→ HOW TO COMPLETE THIS TASK
In the data below, the answer is the run of lines from the line containing "pub struct RequestId(pub String);" through the line containing "type Future = Ready<Result<Self::Transform, Self::InitError>>;", both included; print it exactly and nothing else.

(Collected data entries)
::::::
use std::future::{Ready, ready};

use actix_web::{
    Error, HttpMessage,
    dev::{Service, ServiceRequest, ServiceResponse, Transform, forward_ready},
    http::header::{HeaderName, HeaderValue},
};
use futures_util::future::LocalBoxFuture;
use uuid::Uuid;

const CORRELATION_HEADER: &str = "x-correlation-id";

/// Correlation id of the current request.
#[derive(Debug, Clone, PartialEq, Eq)]
pub struct RequestId(pub String);

// Middleware factory
pub struct RequestIdMiddleware;

impl<S, B> Transform<S, ServiceRequest> for RequestIdMiddleware
where
    S: Service<ServiceRequest, Response = ServiceResponse<B>, Error = Error>,
    S::Future: 'static,
    B: 'static,
{
    type Response = ServiceResponse<B>;
    type Error = Error;
    type InitError = ();
    type Transform = RequestIdMiddlewareService<S>;
    type Future = Ready<Result<Self::Transform, Self::InitError>>;

    fn new_transform(&self, service: S) -> Self::Future {
        ready(Ok(RequestIdMiddlewareService { service }))
    }
}

pub struct RequestIdMiddlewareService<S> {
    service: S,
}

impl<S, B> Service<ServiceRequest> for RequestIdMiddlewareService<S>
where
    S: Service<ServiceRequest, Response = ServiceResponse<B>, Error = Error>,
    S::Future: 'static,
    B: 'static,
{
    type Response = ServiceResponse<B>;
    type Error = Error;
    type Future = LocalBoxFuture<'static, Result<Self::Response, Self::Error>>;

    forward_ready!(service);

    fn call(&self, req: ServiceRequest) -> Self::Future {
        // Reuse the caller's id when it is a valid header value
        let correlation_id = req
            .headers()
            .get(CORRELATION_HEADER)
            .and_then(|h| h.to_str().ok())
            .map(str::to_string)
            .unwrap_or_else(|| Uuid::new_v4().to_string());

        req.extensions_mut().insert(RequestId(correlation_id.clone()));

        let fut = self.service.call(req);

        Box::pin(async move {
            let mut res = fut.await?;

            if let Ok(value) = HeaderValue::from_str(&correlation_id) {
                res.headers_mut()
                    .insert(HeaderName::from_static(CORRELATION_HEADER), value);
            }

            Ok(res)
        })
    }
}

// Extension trait to easily get correlation ID from request
pub trait RequestIdExt {
    fn correlation_id(&self) -> Option<String>;
}

impl RequestIdExt for actix_web::HttpRequest {
    fn correlation_id(&self) -> Option<String> {
        self.extensions().get::<RequestId>().map(|id| id.0.clone())
    }
}

impl RequestIdExt for ServiceRequest {
    fn correlation_id(&self) -> Option<String> {
        self.extensions().get::<RequestId>().map(|id| id.0.clone())
    }
}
::::::
→ RESULT OF THIS EXERCISE
pub struct RequestId(pub String);

// Middleware factory
pub struct RequestIdMiddleware;

impl<S, B> Transform<S, ServiceRequest> for RequestIdMiddleware
where
    S: Service<ServiceRequest, Response = ServiceResponse<B>, Error = Error>,
    S::Future: 'static,
    B: 'static,
{
    type Response = ServiceResponse<B>;
    type Error = Error;
    type InitError = ();
    type Transform = RequestIdMiddlewareService<S>;
    type Future = Ready<Result<Self::Transform, Self::InitError>>;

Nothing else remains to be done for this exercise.